3. Materials and Methods

3.1. Plant Materials

Diploid lemongrass (Cymbopogon flexuosus (Nees ex Steud.) W. Watson) accession SG-01 was planted in the experimental fields of Shaoguan University (Shaoguan, China) and Huazhong University of Science and Technology (Wuhan, China), respectively.

3.2. Identification and Phylogenetic Analysis of CfARF Genes

To comprehensively identify the ARF proteins and their encoding genes, a combined approach was taken using both the BLAST-based method and the domain search method. Sorghum (Sorghum bicolor) ARF proteins in the BTx623 genome and rice (Oryza sativa) ARF proteins in the rice Nipponbare genome were retrieved based on previous reports and used for the BLASTp search to identify potential CfARF proteins (E-value < 1 × 10−5) [27,52]. In parallel, the hidden Markov model (HMM) profiles of the B3 domain (PF02362) and ARF domain (PF06507) were employed for the hmmsearch against all of the protein sequences of the lemongrass genome. The identified putative CfARF proteins from both search methods were combined and re-confirmed with domain analysis using the InterPro database (https://www.ebi.ac.uk/interpro/ (accessed on 30 March 2024)). This CfARF identification process was performed for both haplotype genomes of lemongrass.
The protein sequences of CfARFs were aligned using MUSCLE with default parameters. Arabidopsis thaliana ARFs (AtARFs), OsARFs, and SbARFs were used for protein sequence alignment and phylogenetic tree construction [27,42,52,53]. CfARFs were designated according to phylogenetic clades and neighboring SbARFs, for which the established orthologous relationships between sorghum and maize genes were used [36]. ZmARFs have been identified and designated, with some ZmARFs functionally investigated [20,22,25,44]. To identify those ARF-encoding genes that have evolved from whole-genome duplication (WGD) events, information regarding Arabidopsis ancient WGD events (i.e., α-, β-, γ-WGDs) and Poaceae WGD events (ρ-WGD) was adopted from previous studies [37,38].
A phylogenetic tree including AtARFs, OsARFs, SbARFs, and CfARFs was constructed using the maximum-likelihood (ML) method, with 1000 bootstrap replicates using MEGA-X software [54,55].
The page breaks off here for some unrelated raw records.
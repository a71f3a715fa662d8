//! Informational commands (list, status)

use std::fs;
use std::path::Path;
use std::process::ExitCode;

use chrono::{DateTime, Local};

use super::{load_project, EXIT_ERROR, EXIT_SUCCESS};
use crate::config::CliOverrides;
use crate::project::Project;

/// Run the list command
pub fn run_list(config: Option<&Path>) -> ExitCode {
    let Some(project) = load_project(config, &CliOverrides::default()) else {
        return ExitCode::from(EXIT_ERROR);
    };

    let profiles = &project.config().profiles;
    if profiles.is_empty() {
        println!("No profiles configured");
        return ExitCode::from(EXIT_SUCCESS);
    }

    let width = profiles.keys().map(String::len).max().unwrap_or(0);
    for (id, profile) in profiles {
        println!("{:width$}  {:12}  {}", id, profile.transformer.to_string(), project.description(id), width = width);
    }
    ExitCode::from(EXIT_SUCCESS)
}

/// One line of `status` output.
fn status_line(project: &Project, id: &str) -> String {
    let output = if project.output_dir(id).is_dir() { "built" } else { "not built" };

    let artifact = project.artifact_path(id);
    let packaged = match fs::metadata(&artifact) {
        Ok(meta) => {
            let modified = meta
                .modified()
                .map(|t| DateTime::<Local>::from(t).format("%Y-%m-%d %H:%M").to_string())
                .unwrap_or_else(|_| "?".to_string());
            format!("{} bytes, {}", meta.len(), modified)
        }
        Err(_) => "no artifact".to_string(),
    };

    let target = match project.deploy_target(id) {
        Some(path) if path.exists() => format!("deployed at {}", path.display()),
        Some(path) => format!("target {}", path.display()),
        None => "no deploy target".to_string(),
    };

    format!("{}: {}; {}; {}", id, output, packaged, target)
}

/// Run the status command
pub fn run_status(config: Option<&Path>) -> ExitCode {
    let Some(project) = load_project(config, &CliOverrides::default()) else {
        return ExitCode::from(EXIT_ERROR);
    };

    println!("Project: {} ({})", project.config().project.name, project.root().display());
    for id in project.profile_ids() {
        println!("  {}", status_line(&project, &id));
    }
    ExitCode::from(EXIT_SUCCESS)
}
3.3. Analyses of the Molecular Properties of CfARF Proteins

The protein characteristics (i.e., protein length (aa), theoretical isoelectric point (pI), and molecular weight (Da)) were calculated using the Expasy ProtParam tool (www.expasy.org/resources/protparam (accessed on 30 March 2024)). The percentage of sequence identity between CfARF proteins was calculated using the Clustal-Omega tool on the EMDL-EBI database (https://www.ebi.ac.uk/Tools/msa/clustalo/ (accessed on 10 April 2024)), which generates the ‘Percent Identity Matrix’, showing the percentage of sequence identity between each pairwise comparison.

3.4. Sequence Analysis of CfARF Proteins

Detailed sequence analysis was performed to identify the protein domains, motifs, and key amino acid residues that are important for the functions of ARFs [9,12,13,40]. MpARF1 (Mp1g12750) and ZmARF35 (Zm00001d014690) were used as representative activator ARFs, while AtARF1 (AT1G59750) and ZmARF13 (Zm00001d049295) were used as representative repressor ARFs when performing the sequence analysis. The N-terminal DNA-binding domain (DBD) was further separated into the B3 DNA-binding domain and two flanking dimerization domains (DD1 and DD2), and key amino acid residues that were thought to be likely located on the dimer interface or those directly contacting with DNA were indicated in the alignment [12,39]. In the middle region (MR) of activator ARFs, Q-rich stretches were identified as the functionally important motif for trans-activation ability [11,42]. In the C-terminal region, the Phox and Bem 1 domain (PB1) acts as an oligomerization domain, allowing homo- and/or hetero-oligomerization with Aux/IAA proteins (cite). Motifs III and IV that show high homology to those of Aux/IAA proteins within the PB1 domain were also indicated in our sequence analysis.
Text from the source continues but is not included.